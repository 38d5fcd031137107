use crate::models::order::OrderStatus;
use crate::notice::Notice;
use crate::render::{BoardSnapshot, Row, RowAction, Table};

const STYLE: &str = "body{font-family:sans-serif;margin:2rem}\
table{border-collapse:collapse;width:100%;margin-bottom:2rem}\
th,td{border:1px solid #ccc;padding:.4rem;text-align:left}\
.urgent-row{background:#fff0f0}\
.urgent-label{color:#b00;font-weight:bold}\
.normal-label{color:#555}\
#notification{padding:.6rem;background:#e8f5e9;border:1px solid #81c784;margin-bottom:1rem}";

/// Everything the page needs besides the tables themselves.
#[derive(Debug, Clone, Default)]
pub struct PageChrome<'a> {
    pub notice: Option<&'a Notice>,
    pub ingest_busy: bool,
}

impl PageChrome<'_> {
    /// The page reloads itself while a fetch is pending or a notice is shown.
    pub fn needs_refresh(&self) -> bool {
        self.ingest_busy || self.notice.is_some()
    }
}

pub fn render_page(snapshot: &BoardSnapshot, chrome: &PageChrome<'_>) -> String {
    let mut page = String::with_capacity(8 * 1024);

    page.push_str("<!DOCTYPE html>\n<html lang=\"en\">\n<head>\n<meta charset=\"utf-8\">\n");
    if chrome.needs_refresh() {
        page.push_str("<meta http-equiv=\"refresh\" content=\"1\">\n");
    }
    page.push_str("<title>Dispatch Board</title>\n");
    page.push_str(&format!("<style>{STYLE}</style>\n"));
    page.push_str("</head>\n<body>\n<h1>Dispatch Board</h1>\n");

    if let Some(notice) = chrome.notice {
        page.push_str(&format!(
            "<div id=\"notification\" data-expires-at=\"{}\">{}</div>\n",
            notice.expires_at.to_rfc3339(),
            escape(&notice.message)
        ));
    }

    let (disabled, label) = if chrome.ingest_busy {
        (" disabled", "Fetching...")
    } else {
        ("", "Fetch New Orders")
    };
    page.push_str(&format!(
        "<form method=\"post\" action=\"/board/fetch\">\
<button id=\"fetch-button\" type=\"submit\"{disabled}>{label}</button></form>\n"
    ));

    for table in snapshot.tables() {
        render_table(&mut page, table);
    }

    page.push_str("</body>\n</html>\n");
    page
}

fn table_id(status: OrderStatus) -> &'static str {
    match status {
        OrderStatus::Unassigned => "unassigned",
        OrderStatus::Assigned => "assigned",
        OrderStatus::Delivered => "delivered",
    }
}

fn render_table(page: &mut String, table: &Table) {
    let id = table_id(table.status);
    let extra_headers: &[&str] = match table.status {
        OrderStatus::Unassigned => &["Assign"],
        OrderStatus::Assigned => &["Driver", "Action"],
        OrderStatus::Delivered => &["Driver", "Delivered"],
    };

    page.push_str(&format!(
        "<h2>{} (<span id=\"{id}-count\">{}</span>)</h2>\n",
        table.title, table.count
    ));
    page.push_str(&format!("<table id=\"{id}-table\">\n<thead><tr>"));
    for header in [
        "Priority",
        "Invoice",
        "Garage",
        "Area",
        "Total",
        "Items",
        "Warehouses",
    ]
    .iter()
    .chain(extra_headers)
    {
        page.push_str(&format!("<th>{header}</th>"));
    }
    page.push_str("</tr></thead>\n<tbody>\n");

    if table.rows.is_empty() {
        page.push_str(&format!(
            "<tr><td colspan=\"{}\">{}</td></tr>\n",
            7 + extra_headers.len(),
            table.empty_message
        ));
    }
    for row in &table.rows {
        render_row(page, row);
    }

    page.push_str("</tbody>\n</table>\n");
}

fn render_row(page: &mut String, row: &Row) {
    let (row_class, label_class) = if row.urgent {
        (" class=\"urgent-row\"", "urgent-label")
    } else {
        ("", "normal-label")
    };

    page.push_str(&format!("<tr{row_class}>"));
    page.push_str(&format!(
        "<td><span class=\"{label_class}\">{}</span></td>",
        row.priority
    ));
    for cell in [
        row.invoice.as_str(),
        row.garage.as_str(),
        row.area.as_str(),
        row.total.as_str(),
    ] {
        page.push_str(&format!("<td>{}</td>", escape(cell)));
    }
    page.push_str(&format!("<td>{}</td>", row.items));
    page.push_str(&format!("<td>{}</td>", escape(&row.warehouses)));

    let order_id = row.order_id;
    match &row.action {
        RowAction::Assign { drivers } => {
            page.push_str(&format!(
                "<td><form method=\"post\" action=\"/board/orders/{order_id}/assign\">\
<select name=\"driver_id\" id=\"driver-select-{order_id}\">"
            ));
            for driver in drivers {
                page.push_str(&format!(
                    "<option value=\"{}\">{}</option>",
                    driver.id,
                    escape(&driver.name)
                ));
            }
            page.push_str(
                "</select><button class=\"assign-button\" type=\"submit\">Assign</button></form></td>",
            );
        }
        RowAction::Deliver { driver } => {
            page.push_str(&format!("<td>{}</td>", escape(driver)));
            page.push_str(&format!(
                "<td><form method=\"post\" action=\"/board/orders/{order_id}/deliver\">\
<button class=\"deliver-button\" type=\"submit\">Mark Delivered</button></form></td>"
            ));
        }
        RowAction::Delivered {
            driver,
            delivered_at,
        } => {
            page.push_str(&format!("<td>{}</td>", escape(driver)));
            page.push_str(&format!("<td>{}</td>", escape(delivered_at)));
        }
    }

    page.push_str("</tr>\n");
}

fn escape(raw: &str) -> String {
    let mut out = String::with_capacity(raw.len());
    for ch in raw.chars() {
        match ch {
            '&' => out.push_str("&amp;"),
            '<' => out.push_str("&lt;"),
            '>' => out.push_str("&gt;"),
            '"' => out.push_str("&quot;"),
            '\'' => out.push_str("&#39;"),
            other => out.push(other),
        }
    }
    out
}
use std::num::NonZeroUsize;
use std::time::Duration;

use tokio::sync::{broadcast, RwLock};
use tracing::debug;

use crate::board::OrderBoard;
use crate::engine::ingest::IngestScheduler;
use crate::models::event::BoardEvent;
use crate::notice::{Notice, Notifier};
use crate::observability::metrics::Metrics;
use crate::render::DisplayOptions;

pub const DEFAULT_EVENT_BUFFER_SIZE: NonZeroUsize = match NonZeroUsize::new(1024) {
    Some(size) => size,
    None => unreachable!(),
};

#[derive(Debug, Clone)]
pub struct StateOptions {
    pub event_buffer_size: NonZeroUsize,
    pub ingest_delay: Duration,
    pub ingest_seed: Option<u64>,
    pub notice_ttl: Duration,
    pub display: DisplayOptions,
}

impl Default for StateOptions {
    fn default() -> Self {
        Self {
            event_buffer_size: DEFAULT_EVENT_BUFFER_SIZE,
            ingest_delay: Duration::from_millis(1000),
            ingest_seed: None,
            notice_ttl: Duration::from_millis(3000),
            display: DisplayOptions::default(),
        }
    }
}

pub struct AppState {
    pub board: RwLock<OrderBoard>,
    pub ingest: IngestScheduler,
    pub notices: Notifier,
    pub events_tx: broadcast::Sender<BoardEvent>,
    pub metrics: Metrics,
    pub display: DisplayOptions,
}

impl AppState {
    pub fn new(board: OrderBoard, options: StateOptions) -> Self {
        let (events_tx, _unused_rx) = broadcast::channel(options.event_buffer_size.get());
        let metrics = Metrics::new();
        metrics.record_counts(board.counts());

        Self {
            board: RwLock::new(board),
            ingest: IngestScheduler::new(options.ingest_delay, options.ingest_seed),
            notices: Notifier::new(options.notice_ttl),
            events_tx,
            metrics,
            display: options.display,
        }
    }

    /// Fans an event out to websocket subscribers. Having none is fine.
    pub fn publish(&self, event: BoardEvent) {
        if self.events_tx.send(event).is_err() {
            debug!("no event subscribers");
        }
    }

    pub async fn notify(&self, message: impl Into<String>) -> Notice {
        let notice = self.notices.post(message).await;
        self.publish(BoardEvent::Notice {
            notice: notice.clone(),
        });
        notice
    }
}
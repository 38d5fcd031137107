use std::sync::Arc;

use axum::extract::State;
use axum::routing::get;
use axum::Json;
use axum::Router;

use crate::models::driver::Driver;
use crate::state::AppState;

pub fn router() -> Router<Arc<AppState>> {
    Router::new().route("/drivers", get(list_drivers))
}

async fn list_drivers(State(state): State<Arc<AppState>>) -> Json<Vec<Driver>> {
    let board = state.board.read().await;
    Json(board.drivers().to_vec())
}
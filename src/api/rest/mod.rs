pub mod drivers;
pub mod ingest;
pub mod orders;
pub mod page;
pub mod ws;

use std::sync::Arc;

use axum::extract::State;
use axum::http::StatusCode;
use axum::response::{IntoResponse, Response};
use axum::routing::get;
use axum::Json;
use axum::Router;
use serde::Serialize;
use tower_http::services::ServeDir;

use crate::render::{snapshot, BoardSnapshot};
use crate::state::AppState;

pub fn router(state: Arc<AppState>) -> Router {
    router_with_static(state, "static")
}

pub fn router_with_static(state: Arc<AppState>, static_dir: &str) -> Router {
    Router::new()
        .merge(drivers::router())
        .merge(orders::router())
        .merge(ingest::router())
        .merge(page::router())
        .route("/board", get(board))
        .route("/notification", get(notification))
        .route("/health", get(health))
        .route("/metrics", get(metrics))
        .route("/ws", get(ws::ws_handler))
        .with_state(state)
        .fallback_service(ServeDir::new(static_dir))
}

#[derive(Serialize)]
struct HealthResponse {
    status: &'static str,
    drivers: usize,
    orders: usize,
    ingest_in_flight: bool,
}

async fn health(State(state): State<Arc<AppState>>) -> Json<HealthResponse> {
    let board = state.board.read().await;
    Json(HealthResponse {
        status: "ok",
        drivers: board.drivers().len(),
        orders: board.len(),
        ingest_in_flight: state.ingest.is_busy(),
    })
}

async fn board(State(state): State<Arc<AppState>>) -> Json<BoardSnapshot> {
    let board = state.board.read().await;
    Json(snapshot(&board, &state.display))
}

async fn notification(State(state): State<Arc<AppState>>) -> Response {
    match state.notices.current().await {
        Some(notice) => Json(notice).into_response(),
        None => StatusCode::NO_CONTENT.into_response(),
    }
}

async fn metrics(State(state): State<Arc<AppState>>) -> impl IntoResponse {
    match state.metrics.encode() {
        Ok(body) => (
            StatusCode::OK,
            [("content-type", "text/plain; version=0.0.4; charset=utf-8")],
            body,
        )
            .into_response(),
        Err(err) => (StatusCode::INTERNAL_SERVER_ERROR, err).into_response(),
    }
}
use std::fmt;

use serde::{Deserialize, Serialize};

#[derive(Debug, Clone, Copy, PartialEq, Eq, Hash, PartialOrd, Ord, Serialize, Deserialize)]
#[serde(transparent)]
pub struct DriverId(pub u32);

impl fmt::Display for DriverId {
    fn fmt(&self, f: &mut fmt::Formatter<'_>) -> fmt::Result {
        write!(f, "{}", self.0)
    }
}

/// Roster entry. Drivers are created once at startup and never change.
#[derive(Debug, Clone, PartialEq, Eq, Serialize, Deserialize)]
pub struct Driver {
    pub id: DriverId,
    pub name: String,
    pub code: String,
    pub cell: String,
}

impl Driver {
    pub fn new(id: u32, name: &str, code: &str, cell: &str) -> Self {
        Self {
            id: DriverId(id),
            name: name.to_string(),
            code: code.to_string(),
            cell: cell.to_string(),
        }
    }
}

___

Work to be completed
Using the listing above, say how many of its lines include "background", offering nothing besides the number.

Response area
2